Law is a system of rules created and enforced by social or governmental institutions to regulate human behaviour. Its precise definition is the subject of long-standing debate and encompasses a broad spectrum of subjects that span virtually all aspects of society. These subjects are grouped into three categories for convenience, though they frequently intertwine and overlap:
Criminal law relates to conduct that threatens social order and is punishable by imprisonment or fines. Civil law, including torts, contracts and property law, involves the rights of individuals in their dealings with each other. Labour and employment law includes the tripartite industrial relationship of employer, worker and trade unions and involves workplace rights such as health and safety and minimum wage. Administrative law concerns the ways in which governmental agencies operate and the procedures that apply to them. Jurisprudence is the body of legal decisions and the principles that govern how other laws should be applied to specific cases, involving such methods as analogy, Qiyas and Ijma.

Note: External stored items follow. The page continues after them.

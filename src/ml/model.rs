// ============================================================
// Layer 5 — Regression Model
// ============================================================
// A fitted linear regression:
//
//   score = intercept + Σ coefficients[i] · x[i]
//
// where x is the SCALED feature row. The artifact is the fitted
// coefficient vector and intercept:
//
//   {
//     "kind": "linear",
//     "coefficients": [ 16 numbers ],
//     "intercept": 42.7,
//     "feature_names": [ optional, 16 column names ]
//   }
//
// `coef_`, `intercept_` and `feature_names_in_` are accepted as
// aliases so an exported estimator can be dumped field-for-field.

use serde::{Deserialize, Serialize};

use crate::domain::error::PredictionError;
use crate::domain::traits::{check_width, Regressor};

#[derive(Debug, Clone, Serialize, Deserialize)]
#[serde(tag = "kind", rename_all = "snake_case")]
pub enum RegressionModel {
    Linear(LinearRegressor),
}

#[derive(Debug, Clone, Serialize, Deserialize)]
pub struct LinearRegressor {
    #[serde(alias = "coef_")]
    pub coefficients: Vec<f64>,
    #[serde(alias = "intercept_")]
    pub intercept: f64,
    #[serde(default, alias = "feature_names_in_", skip_serializing_if = "Option::is_none")]
    pub feature_names: Option<Vec<String>>,
}

impl RegressionModel {
    /// Reject coefficient sets that can only ever produce NaN.
    pub fn validate(&self) -> Result<(), String> {
        match self {
            RegressionModel::Linear(m) => {
                if m.coefficients.is_empty() {
                    return Err("linear model has no coefficients".to_string());
                }
                if let Some(idx) = m.coefficients.iter().position(|c| !c.is_finite()) {
                    return Err(format!("linear model has non-finite coefficient at column {idx}"));
                }
                if !m.intercept.is_finite() {
                    return Err("linear model has a non-finite intercept".to_string());
                }
                Ok(())
            }
        }
    }
}

impl Regressor for LinearRegressor {
    fn n_features(&self) -> usize {
        self.coefficients.len()
    }

    fn feature_names(&self) -> Option<&[String]> {
        self.feature_names.as_deref()
    }

    fn predict(&self, row: &[f64]) -> Result<f64, PredictionError> {
        check_width(row, self.coefficients.len())?;

        let score = self
            .coefficients
            .iter()
            .zip(row)
            .fold(self.intercept, |acc, (c, x)| acc + c * x);

        if score.is_finite() {
            Ok(score)
        } else {
            Err(PredictionError::PredictorInternal(format!(
                "model produced a non-finite score ({score})"
            )))
        }
    }
}

impl Regressor for RegressionModel {
    fn n_features(&self) -> usize {
        match self {
            RegressionModel::Linear(m) => m.n_features(),
        }
    }

    fn feature_names(&self) -> Option<&[String]> {
        match self {
            RegressionModel::Linear(m) => m.feature_names(),
        }
    }

    fn predict(&self, row: &[f64]) -> Result<f64, PredictionError> {
        match self {
            RegressionModel::Linear(m) => m.predict(row),
        }
    }
}
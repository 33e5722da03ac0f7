mod cli;
mod application;
mod domain;
mod data;
mod ml;
mod infra;
mod web;

#[cfg(test)]
mod test_support;

use std::process::ExitCode;

use anyhow::Result;
use cli::Cli;
use clap::Parser;

fn main() -> Result<ExitCode> {
    tracing_subscriber::fmt()
        .with_env_filter(
            tracing_subscriber::EnvFilter::from_default_env()
                .add_directive("exam_score_predictor=info".parse()?),
        )
        .with_writer(std::io::stderr)
        .init();

    let cli = Cli::parse();
    cli.run()
}
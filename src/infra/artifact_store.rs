// ============================================================
// Layer 6 — Artifact Store
// ============================================================
// Loads the three pre-built artifacts from disk.
//
// Directory layout (file names are configurable):
//
//   artifacts/
//     exam_score_model.json   ← fitted regression model
//     scaler.json             ← fitted feature scaler
//     label_encoders.json     ← column name → { "classes": [...] }
//
// All three are JSON. Every failure maps to ArtifactLoadError:
//
//   file unreadable        → Missing
//   JSON does not parse    → Corrupt
//   parsed but unusable    → Incompatible
//
// The store never writes; artifacts are produced by whatever
// fitted the model and are read-only here.
//
// Reference: Rust Book §9 (Error Handling)
//            serde_json documentation

use serde::de::DeserializeOwned;
use std::collections::HashMap;
use std::{fs, path::{Path, PathBuf}};

use crate::application::ArtifactConfig;
use crate::data::encoder::LabelEncoder;
use crate::data::scaler::Scaler;
use crate::domain::error::ArtifactLoadError;
use crate::ml::context::{EncoderSet, InferenceContext};
use crate::ml::model::RegressionModel;

pub struct ArtifactStore {
    dir:           PathBuf,
    model_file:    String,
    scaler_file:   String,
    encoders_file: String,
}

impl ArtifactStore {
    pub fn new(cfg: &ArtifactConfig) -> Self {
        Self {
            dir:           PathBuf::from(&cfg.artifact_dir),
            model_file:    cfg.model_file.clone(),
            scaler_file:   cfg.scaler_file.clone(),
            encoders_file: cfg.encoders_file.clone(),
        }
    }

    pub fn dir(&self) -> &Path {
        &self.dir
    }

    pub fn load_model(&self) -> Result<RegressionModel, ArtifactLoadError> {
        let model: RegressionModel = self.read_json(&self.model_file)?;
        model.validate().map_err(ArtifactLoadError::Incompatible)?;
        Ok(model)
    }

    pub fn load_scaler(&self) -> Result<Scaler, ArtifactLoadError> {
        let scaler: Scaler = self.read_json(&self.scaler_file)?;
        scaler.validate().map_err(ArtifactLoadError::Incompatible)?;
        Ok(scaler)
    }

    pub fn load_encoders(&self) -> Result<EncoderSet, ArtifactLoadError> {
        let map: HashMap<String, LabelEncoder> = self.read_json(&self.encoders_file)?;
        EncoderSet::from_map(map)
    }

    /// Load all three and validate them against each other.
    pub fn load_context(&self) -> Result<InferenceContext, ArtifactLoadError> {
        let model    = self.load_model()?;
        let scaler   = self.load_scaler()?;
        let encoders = self.load_encoders()?;
        InferenceContext::new(Box::new(model), Box::new(scaler), encoders)
    }

    fn read_json<T: DeserializeOwned>(&self, file: &str) -> Result<T, ArtifactLoadError> {
        let path = self.dir.join(file);
        tracing::debug!("Reading artifact '{}'", path.display());

        let bytes = fs::read(&path)
            .map_err(|source| ArtifactLoadError::Missing { path: path.clone(), source })?;

        serde_json::from_slice(&bytes)
            .map_err(|source| ArtifactLoadError::Corrupt { path, source: Box::new(source) })
    }
}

Legislation begins with an idea – the ‘bill’ – submitted by a representative to their House of Commons, which if released is then debated and voted on. If passed, it moves to the Senate where it undergoes similar scrutiny and is then sent to a conference committee made up of representatives from both houses that works out any differences between the House and Senate versions. Once agreed, the bill becomes a law. Legal ethics, public interest and commercial considerations also play a role in the making of laws.